Amazon’s recent decision to publicly support the legalization of cannabis has recently made waves in that industry, with many experts believing that this could be the start of some significant backing and investment for this new and emerging market.
However, cannabis is not the only industry to sit up and take note of Amazon’s announcement, hemp (the much less controversial, and at present much more legal compatriot to cannabis) has been following the pro-legalization campaign closely as well.
Ever since the passing of the Agriculture Improvement Act of 2018, (more commonly referred to as the 2018 Farm Bill), interest in hemp has been growing, and many experts see a promising future ahead if present day obstacles can be overcome.
One of the many obstacles the industry faces is strangely down in part, to its initial popularity.
Whilst ordinarily interest in a new emerging market is cause for celebration, something strange happened in the hemp world not long after the US announced full federal legalization.
It would appear that an influx of new investors and hemp farmers, (all keen to take advantage of the opportunity) and encouraged by a huge boom in consumer desire for CBD led to an overabundance of hamp crops being grown.
This was a problem for two reasons; the first and most obvious being that supply had clearly outstripped demand, and the second was that due to the relative immaturity of manufacturing and supply chain logistics, the industry just couldn’t ship the hemp to its consumers fast enough.
This led to a massive backlog of hemp from 2019 that was then carried over to 2020, which was then further compounded by the effects of the global pandemic.
Many of the initial investors who had jumped on to ride the wave of interest in the hemp industry had presumed that it would be easy to invest and make a quick buck, this however was not to be.
These new investors and hemp farmers, many of whom who had little experience of growing this type of crop had presumed that alls they needed to do was plant a harvest and watch their money grow, not realising perhaps the meticulous and scientific nature of growing Cannabis Sativa and unprepared for the logistical and legislative problems that would hamper sales of the product.
Some of the first group of hemp farmers had little to no knowledge or experience of growing a plant like cannabis (hemp) and were unsure where to begin regarding the equipment, growing techniques or even the best type of soil for cannabis to yield the healthiest hemp crop possible.
As such many initial growers not only made a substandard product but due to the bureaucratic and logistical constraints imposed on them also made too much of it.
After such a realization many of these investors and farmers have decided to switch tack and pull away from the industry, but does that mean that all was lost for hemp?
No, in a very short period of time, these investors and farmers have been replaced and as the new industry has started to settle so many of the initial teething problems have also begun to resolve themselves.
Sales of CBD continue to grow month on month and as we emerge into a post pandemic world many industry experts are actually seeing the current state of affairs as an opportunity for investment, product diversification and industry regulation.
The reliance on CBD sales to maintain the hemp industry has long been a point of concern for many investors and to that end more and more businesses are now being introduced to the product applications of hemp and being made aware of the monetary, societal and environmental benefits of using hemp as a component of their products.
The industry has made significant gains recently in forging relationships and developing products in everything from animal and human feed (vegan, plant based meals), constructions materials, holistic medicines and manufacturing components.

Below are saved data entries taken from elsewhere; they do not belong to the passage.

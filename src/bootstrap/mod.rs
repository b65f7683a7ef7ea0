//! Bootstrap module for parsing the command line and connecting to the node.
//!
//! - `build_cli`: the clap command accepted by the binary
//! - `parse_invocation`: turns arguments into an [`Invocation`]
//! - `create_node`: builds a [`RestNode`] from the settings and the environment
//! - `run_demo`: connects and runs the demo, printing construction failures

use std::{
	ffi::OsString,
	fmt,
	io::{self, Write},
	path::PathBuf,
};
use thiserror::Error;
use tracing::{info, warn};
use zeroize::Zeroizing;

use clap::{Arg, ArgAction, ArgMatches, Command};

use crate::{
	models::{parse_port, ClientConfig, ConfigError},
	services::{
		exercise::ExerciseService,
		rest::{RestClientError, RestNode},
	},
	utils::constants::{ENV_HOST, ENV_PORT, PROGRAM_NAME},
};

const ARG_CERTIFICATE: &str = "certificate";
const ARG_PASSWORD: &str = "password";
const ARG_PORT: &str = "port";
const ARG_HOST: &str = "host";
const ARG_LOG_LEVEL: &str = "log-level";
const ARG_NO_WAIT: &str = "no-wait";
const ARG_IGNORED: &str = "ignored";

/// Errors raised while building the client from the command line
#[derive(Debug, Error)]
pub enum BootstrapError {
	#[error(transparent)]
	Config(#[from] ConfigError),

	#[error(transparent)]
	Client(#[from] RestClientError),
}

/// What the binary was asked to do
#[derive(Debug)]
pub struct Invocation {
	pub action: Action,
	/// Value of `--log-level`, applied when `RUST_LOG` is unset
	pub log_level: Option<String>,
	/// Whether to wait for Escape before exiting
	pub wait: bool,
}

#[derive(Debug)]
pub enum Action {
	/// Not enough arguments; print the usage text
	Usage,
	Run(RunSettings),
}

/// Connection settings taken from the command line
pub struct RunSettings {
	pub certificate_path: PathBuf,
	pub certificate_password: Zeroizing<String>,
	/// Port as typed; parsed when the node is created
	pub port: Option<String>,
	pub host: Option<String>,
}

impl fmt::Debug for RunSettings {
	fn fmt(&self, f: &mut fmt::Formatter<'_>) -> fmt::Result {
		f.debug_struct("RunSettings")
			.field("certificate_path", &self.certificate_path)
			.field("certificate_password", &"<redacted>")
			.field("port", &self.port)
			.field("host", &self.host)
			.finish()
	}
}

pub fn build_cli() -> Command {
	Command::new(PROGRAM_NAME)
		.version(env!("CARGO_PKG_VERSION"))
		.about(
			"Connects to an InterlockLedger node with a client certificate and prints what its \
			 REST API returns for the node, its chains and its mirrors.",
		)
		.arg(
			Arg::new(ARG_CERTIFICATE)
				.help("Path to the client certificate (.pfx) file")
				.value_name("PATH")
				.value_parser(clap::value_parser!(PathBuf))
				.index(1),
		)
		.arg(
			Arg::new(ARG_PASSWORD)
				.help("Password of the certificate file")
				.value_name("PASSWORD")
				.allow_hyphen_values(true)
				.index(2),
		)
		.arg(
			Arg::new(ARG_PORT)
				.help("Port of the node's REST API (default: 32032)")
				.value_name("PORT")
				.allow_hyphen_values(true)
				.index(3),
		)
		.arg(
			Arg::new(ARG_IGNORED)
				.help("Extra arguments are accepted and ignored")
				.num_args(0..)
				.action(ArgAction::Append)
				.allow_hyphen_values(true)
				.hide(true)
				.index(4),
		)
		.arg(
			Arg::new(ARG_HOST)
				.long(ARG_HOST)
				.help("Host of the node (default: localhost)")
				.value_name("HOST"),
		)
		.arg(
			Arg::new(ARG_LOG_LEVEL)
				.long(ARG_LOG_LEVEL)
				.help("Set log level (trace, debug, info, warn, error)")
				.value_name("LEVEL"),
		)
		.arg(
			Arg::new(ARG_NO_WAIT)
				.long(ARG_NO_WAIT)
				.help("Exit without waiting for <ESC>")
				.action(ArgAction::SetTrue),
		)
}

/// Parses the program arguments, including the program name
///
/// # Errors
/// Returns clap's error for unknown options and for `--help` or `--version`
pub fn parse_invocation<I, T>(args: I) -> Result<Invocation, clap::Error>
where
	I: IntoIterator<Item = T>,
	T: Into<OsString> + Clone,
{
	let matches = build_cli().try_get_matches_from(args)?;
	Ok(invocation_from(&matches))
}

fn invocation_from(matches: &ArgMatches) -> Invocation {
	let certificate = matches.get_one::<PathBuf>(ARG_CERTIFICATE);
	let password = matches.get_one::<String>(ARG_PASSWORD);
	let action = match (certificate, password) {
		(Some(certificate), Some(password)) => Action::Run(RunSettings {
			certificate_path: certificate.clone(),
			certificate_password: Zeroizing::new(password.clone()),
			port: matches.get_one::<String>(ARG_PORT).cloned(),
			host: matches.get_one::<String>(ARG_HOST).cloned(),
		}),
		_ => Action::Usage,
	};
	Invocation {
		action,
		log_level: matches.get_one::<String>(ARG_LOG_LEVEL).cloned(),
		wait: !matches.get_flag(ARG_NO_WAIT),
	}
}

/// Prints the message shown when fewer than two arguments are given
pub fn write_usage<W: Write>(mut out: W) -> io::Result<()> {
	writeln!(out, "You must provide at least 2 parameters!")?;
	writeln!(out)?;
	writeln!(
		out,
		"Usage: {} path-to-certificate-pfx-file certificate-password [api-port]",
		PROGRAM_NAME
	)
}

/// Creates the node client
///
/// Values given on the command line win over the ones found through `lookup`.
///
/// # Errors
/// Returns a [`BootstrapError`] if the port or another setting is invalid, or
/// the certificate cannot be loaded
pub fn create_node<F>(settings: &RunSettings, lookup: F) -> Result<RestNode, BootstrapError>
where
	F: Fn(&str) -> Option<String>,
{
	let host = settings.host.as_deref().map(str::trim);
	let port = settings.port.as_deref().map(parse_port).transpose()?;
	// Variables replaced by a command-line value are never read
	let mut config = ClientConfig::from_lookup(
		settings.certificate_path.clone(),
		settings.certificate_password.as_str(),
		|name| match name {
			ENV_HOST if host.is_some() => None,
			ENV_PORT if port.is_some() => None,
			_ => lookup(name),
		},
	)?;
	if let Some(host) = host {
		config = config.with_host(host);
	}
	if let Some(port) = port {
		config = config.with_port(port);
	}
	config.validate()?;
	Ok(RestNode::new(&config)?)
}

/// Connects to the node and runs the demo, writing everything to `out`
///
/// A client that cannot be created is reported on `out` like any other failure.
///
/// # Errors
/// Only failures to write the output are returned
pub async fn run_demo<F, W>(settings: &RunSettings, lookup: F, out: W) -> io::Result<W>
where
	F: Fn(&str) -> Option<String>,
	W: Write,
{
	match create_node(settings, lookup) {
		Ok(node) => {
			info!(certificate = %node.certificate_name(), "Client created");
			let mut service = ExerciseService::new(out);
			service.run(&node).await?;
			Ok(service.into_inner())
		}
		Err(e) => {
			warn!(error = %e, "Failed to create the client");
			let mut out = out;
			writeln!(out, "{}", e)?;
			Ok(out)
		}
	}
}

One enterprising business based out of Wilmington, North Carolina has even started making prosthetic limbs out of hemp to help supply wounded veterans.
And it is this diverse range of products that hemp can create that is giving hope to investors and farmers alike that the hemp market is only going to grow.
Indeed some experts are predicting that by 2030 the licenced domestic hemp acreage will be in the region of 9 million acres, and a recent report by Facts & Factors suggests the global industrial hemp market is expected to grow to over $36 billion USD by 2026, that’s a compound annual growth rate of around 34%.
With all of this being said, and taking into account the potential “Amazon Effect”, if cannabis legalization is in the near future, it doesn’t take a fortune teller to be able to see that a fully leagalized hemp industry combining and working in tandem with a federally legal cannabis industry will undoubtedly boost profits.
One of the current main areas of concern in the hemp industry is its poor logistics, an area funnily enough in which Amazon excels, and one could imagine that further investment and backing from Amazon in the industry, could help iron out many of the logistical problems this immature sector has recently suffered from.
So while at the moment things in the hemp industry appear to be struggling, in reality in a post pandemic world, where the hemp industry is diversifying and at the same time improving their manufacturing and logics, combined with investment from a major player like Amazon, mean that the future of hemp looks bright and now is the perfect time to get on board and invest.